The whole aim of practical politics is to keep the populace alarmed (and hence clamorous to be led to safety) by menacing it with an endless series of hobgoblins, all of them imaginary.

H.L. Mencken

Wednesday, May 4, 2016

The GOP Is Not Dead

Martin Longman is a very wise commentator.  I don't always agree with everything he says, but when I don't, he usually turns out to have the better of the argument.

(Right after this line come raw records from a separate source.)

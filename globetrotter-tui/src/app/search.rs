//! Search-as-you-type for the pickers and the city explorer. Queries shorter
//! than the minimum never reach the API; each view has its own fallback.

use globetrotter::domain::{Activity, ActivityCategory, City, SearchTerm};

use super::*;

#[derive(Debug, Clone, Copy, PartialEq, Eq)]
pub enum CitySearchTarget {
    /// "Add a city" picker on the trip detail view.
    Picker,
    /// Standalone catalog browser.
    Explorer,
}

impl App {
    fn city_search_mut(&mut self, target: CitySearchTarget) -> &mut SearchState<City> {
        match target {
            CitySearchTarget::Picker => &mut self.city_picker,
            CitySearchTarget::Explorer => &mut self.cities,
        }
    }

    /// React to an edited city search box. Returns the query to send, if any.
    pub fn city_search_changed(&mut self, target: CitySearchTarget) -> Option<String> {
        let search = self.city_search_mut(target);
        match SearchTerm::classify(&search.input.value) {
            SearchTerm::Query(query) => Some(query),
            SearchTerm::Browse => {
                let fallback = match target {
                    CitySearchTarget::Picker => Vec::new(),
                    CitySearchTarget::Explorer => search.catalog.clone(),
                };
                search.set_results(fallback);
                None
            }
        }
    }

    /// Apply results unless the box has moved on to a different query.
    pub fn apply_city_results(&mut self, target: CitySearchTarget, query: &str, cities: Vec<City>) {
        let search = self.city_search_mut(target);
        if SearchTerm::classify(&search.input.value) == SearchTerm::Query(query.to_string()) {
            search.set_results(cities);
        } else {
            tracing::debug!(query, "dropping stale city results");
        }
    }

    pub fn open_city_picker(&mut self) {
        self.city_picker.reset();
        self.navigate_to(View::CityPicker);
    }

    pub fn open_city_explorer(&mut self) {
        self.cities.reset();
        self.navigate_to(View::Cities);
    }

    pub fn set_city_catalog(&mut self, cities: Vec<City>) {
        self.cities.catalog = cities;
        if SearchTerm::classify(&self.cities.input.value).is_browse() {
            self.cities.set_results(self.cities.catalog.clone());
        }
    }

    pub fn open_activity_picker(&mut self, stop_id: i64) {
        self.activity_picker = ActivityPicker {
            stop_id: Some(stop_id),
            ..ActivityPicker::default()
        };
        self.navigate_to(View::ActivityPicker);
    }

    pub fn cycle_activity_category(&mut self) -> Option<(String, Option<ActivityCategory>)> {
        self.activity_picker.category = ActivityCategory::cycle(self.activity_picker.category);
        self.activity_search_changed()
    }

    /// React to an edited activity search box or category. Returns the query
    /// and category to send, if any.
    pub fn activity_search_changed(&mut self) -> Option<(String, Option<ActivityCategory>)> {
        let picker = &mut self.activity_picker;
        match SearchTerm::classify(&picker.search.input.value) {
            SearchTerm::Query(query) => Some((query, picker.category)),
            SearchTerm::Browse => {
                let local = filter_by_category(&picker.search.catalog, picker.category);
                picker.search.set_results(local);
                None
            }
        }
    }

    pub fn apply_activity_results(
        &mut self,
        query: &str,
        category: Option<ActivityCategory>,
        activities: Vec<Activity>,
    ) {
        let picker = &mut self.activity_picker;
        let current = SearchTerm::classify(&picker.search.input.value);
        if current == SearchTerm::Query(query.to_string()) && picker.category == category {
            picker.search.set_results(activities);
        } else {
            tracing::debug!(query, "dropping stale activity results");
        }
    }

    pub fn set_activity_catalog(&mut self, activities: Vec<Activity>) {
        self.activity_picker.search.catalog = activities;
        self.activity_search_changed();
    }
}

fn filter_by_category(catalog: &[Activity], category: Option<ActivityCategory>) -> Vec<Activity> {
    catalog
        .iter()
        .filter(|a| category.map_or(true, |c| a.category == c))
        .cloned()
        .collect()
}
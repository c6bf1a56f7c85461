use crate::app::{forms::ProfileEdit, CitySearchTarget};
use globetrotter::{
    domain::{Activity, ActivityCategory, NewBudgetEntry, NewTrip, TripUpdate},
    Credentials, NewUser,
};
use tokio::sync::mpsc::{self, UnboundedReceiver, UnboundedSender};

/// Work that needs the API. Key handlers queue these; the event loop runs
/// them between frames.
#[derive(Debug, Clone, PartialEq)]
pub(super) enum Action {
    SubmitLogin(Credentials),
    SubmitRegister(NewUser),
    LoadDashboard,
    CreateTrip(NewTrip),
    UpdateTrip {
        trip_id: i64,
        update: TripUpdate,
    },
    OpenTrip {
        trip_id: i64,
    },
    SetTripVisibility {
        trip_id: i64,
        public: bool,
    },
    LoadCityCatalog,
    SearchCities {
        target: CitySearchTarget,
        query: String,
    },
    AddStop {
        city_id: i64,
    },
    LoadActivityCatalog,
    SearchActivities {
        query: String,
        category: Option<ActivityCategory>,
    },
    AddActivityToStop {
        stop_id: i64,
        activity: Activity,
    },
    OpenTimeline {
        trip_id: i64,
    },
    OpenBudget {
        trip_id: i64,
    },
    AddBudgetEntry {
        trip_id: i64,
        entry: NewBudgetEntry,
    },
    SaveProfile(ProfileEdit),
    LoadShared {
        trip_id: i64,
    },
    ConfirmPending,
}

pub(super) type ActionTx = UnboundedSender<Action>;
pub(super) type ActionRx = UnboundedReceiver<Action>;

pub(super) fn channel() -> (ActionTx, ActionRx) {
    mpsc::unbounded_channel()
}
use anyhow::{Context, Result};
use std::{path::Path, sync::Mutex};
use tracing_subscriber::{fmt, prelude::*, EnvFilter};

/// Route `tracing` output to a log file; the terminal belongs to the UI.
/// `RUST_LOG` takes precedence over the configured level.
pub fn init(log_dir: &Path, default_level: &str) -> Result<()> {
    std::fs::create_dir_all(log_dir)
        .with_context(|| format!("Failed to create log directory {}", log_dir.display()))?;
    let path = log_dir.join("globetrotter.log");
    let file = std::fs::OpenOptions::new()
        .create(true)
        .append(true)
        .open(&path)
        .with_context(|| format!("Failed to open log file {}", path.display()))?;

    let filter = EnvFilter::try_from_default_env()
        .or_else(|_| EnvFilter::try_new(default_level))
        .unwrap_or_else(|_| EnvFilter::new("info"));

    tracing_subscriber::registry()
        .with(filter)
        .with(
            fmt::layer()
                .with_writer(Mutex::new(file))
                .with_ansi(false)
                .with_target(true),
        )
        .try_init()
        .context("Failed to install tracing subscriber")?;

    Ok(())
}
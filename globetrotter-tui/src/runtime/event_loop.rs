use crate::api::ApiClient;
use crate::app::{App, View};
use crate::ui;
use anyhow::Result;
use crossterm::event::{self, Event, KeyEventKind};
use ratatui::{backend::CrosstermBackend, Terminal};
use std::io;
use std::time::Duration;

use super::action_queue::{channel, Action, ActionTx};
use super::actions::run_action;
use super::views::handle_view_key;

/// Fetch-on-enter for the view the app starts on.
fn queue_startup(app: &App, action_tx: &ActionTx) {
    let action = match (app.current_view, app.shared_trip_id) {
        (View::Shared, Some(trip_id)) => Some(Action::LoadShared { trip_id }),
        (View::Dashboard, _) => Some(Action::LoadDashboard),
        _ => None,
    };
    if let Some(action) = action {
        let _ = action_tx.send(action);
    }
}

pub async fn run_app(
    terminal: &mut Terminal<CrosstermBackend<io::Stdout>>,
    app: &mut App,
    client: &mut ApiClient,
) -> Result<()> {
    let (action_tx, mut action_rx) = channel();
    queue_startup(app, &action_tx);

    loop {
        terminal.draw(|f| ui::render(f, app))?;

        if event::poll(Duration::from_millis(100))? {
            if let Event::Key(key) = event::read()? {
                if key.kind == KeyEventKind::Press {
                    handle_view_key(key, app, &action_tx);
                }
            }
        }

        while let Ok(action) = action_rx.try_recv() {
            app.is_loading = true;
            app.throbber_state.calc_next();
            terminal.draw(|f| ui::render(f, app))?;
            tracing::debug!(?action, "running action");
            run_action(action, app, client).await?;
        }
        app.is_loading = false;

        if !app.running {
            break;
        }
    }

    Ok(())
}

#[cfg(test)]
mod tests {
    use super::*;
    use crate::app::test_support::*;

    #[test]
    fn dashboard_start_loads_trips() {
        let app = logged_in_app();
        let (tx, mut rx) = channel();
        queue_startup(&app, &tx);
        assert_eq!(rx.try_recv().ok(), Some(Action::LoadDashboard));
    }

    #[test]
    fn shared_start_loads_the_trip_without_session() {
        let mut app = logged_out_app();
        app.shared_trip_id = Some(8);
        app.navigate_to(View::Shared);
        let (tx, mut rx) = channel();
        queue_startup(&app, &tx);
        assert_eq!(rx.try_recv().ok(), Some(Action::LoadShared { trip_id: 8 }));
    }

    #[test]
    fn login_start_queues_nothing() {
        let app = logged_out_app();
        let (tx, mut rx) = channel();
        queue_startup(&app, &tx);
        assert!(rx.try_recv().is_err());
    }
}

He notes, correctly, that the GOP isn't dead, but the long awaited crack-up with movement conservatism is here.  An exerpt:
As Barro notes, “All three of the supposed “legs” of the Republican coalition stool — libertarian economics, social conservatism, and militarism — are at risk from Trump and the populist-imitator candidates he will spawn.”
There’s a sense in which few Republicans truly care about all three legs of the stool, but simply tolerate one or two of them to get the other(s) that really motivate(s) them. But virtually all Republicans care passionately about either fiscal or social conservatism, or about international affairs and conservative principles in foreign policy.
Trump will force loyal Republicans to support or tolerate or grudgingly accept many of the things they’ve spent their whole lives warning us would lead to armageddon. When that happens, many of them will change their core beliefs and their standards for what a Republican should be and what they should represent. When it’s over, assuming he loses, the party will never be the same. They will never go back to those three legs of the stool. And, if he wins, the party will definitely be transformed into something unrecognizable.

Movement conservatives began to take over the party under Goldwater and then launched the Reagan Revolution.  They have controlled the party ever since.  But as Pat Buchanan proved, as the baffling primaries of 2012 proved and Donaldus Magnus now proves, the appetite for doctrinaire conservatism is waning, even among Republicans.

Trump has never embraced the social conservatism of many rank-and-file Republican voters.  How will they respond to Trump shrugging off the Great Bathroom Panic of 2016?  Trump rejects the arguments of free trade and saner immigration laws, alienating the Wall Street wing.  Trump's foreign "policy" is already causing defections among neoconservatives.

I can understand the appeal of Trump to certain segments of the electorate.  But I wonder how much certain constituencies within the GOP can stomach Trump.  And where will they go?

I had a few ex-students lamenting that they finally get to vote for President, and they have no one to vote for.   A canny politician with Libertarian leanings might be looking at that ballot slot right about now.

Overall, the GOP that emerges from this election will be very different than the one that elected two Bushes.  As a Democrat, I am glad, but more importantly as an American, I fear what may emerge.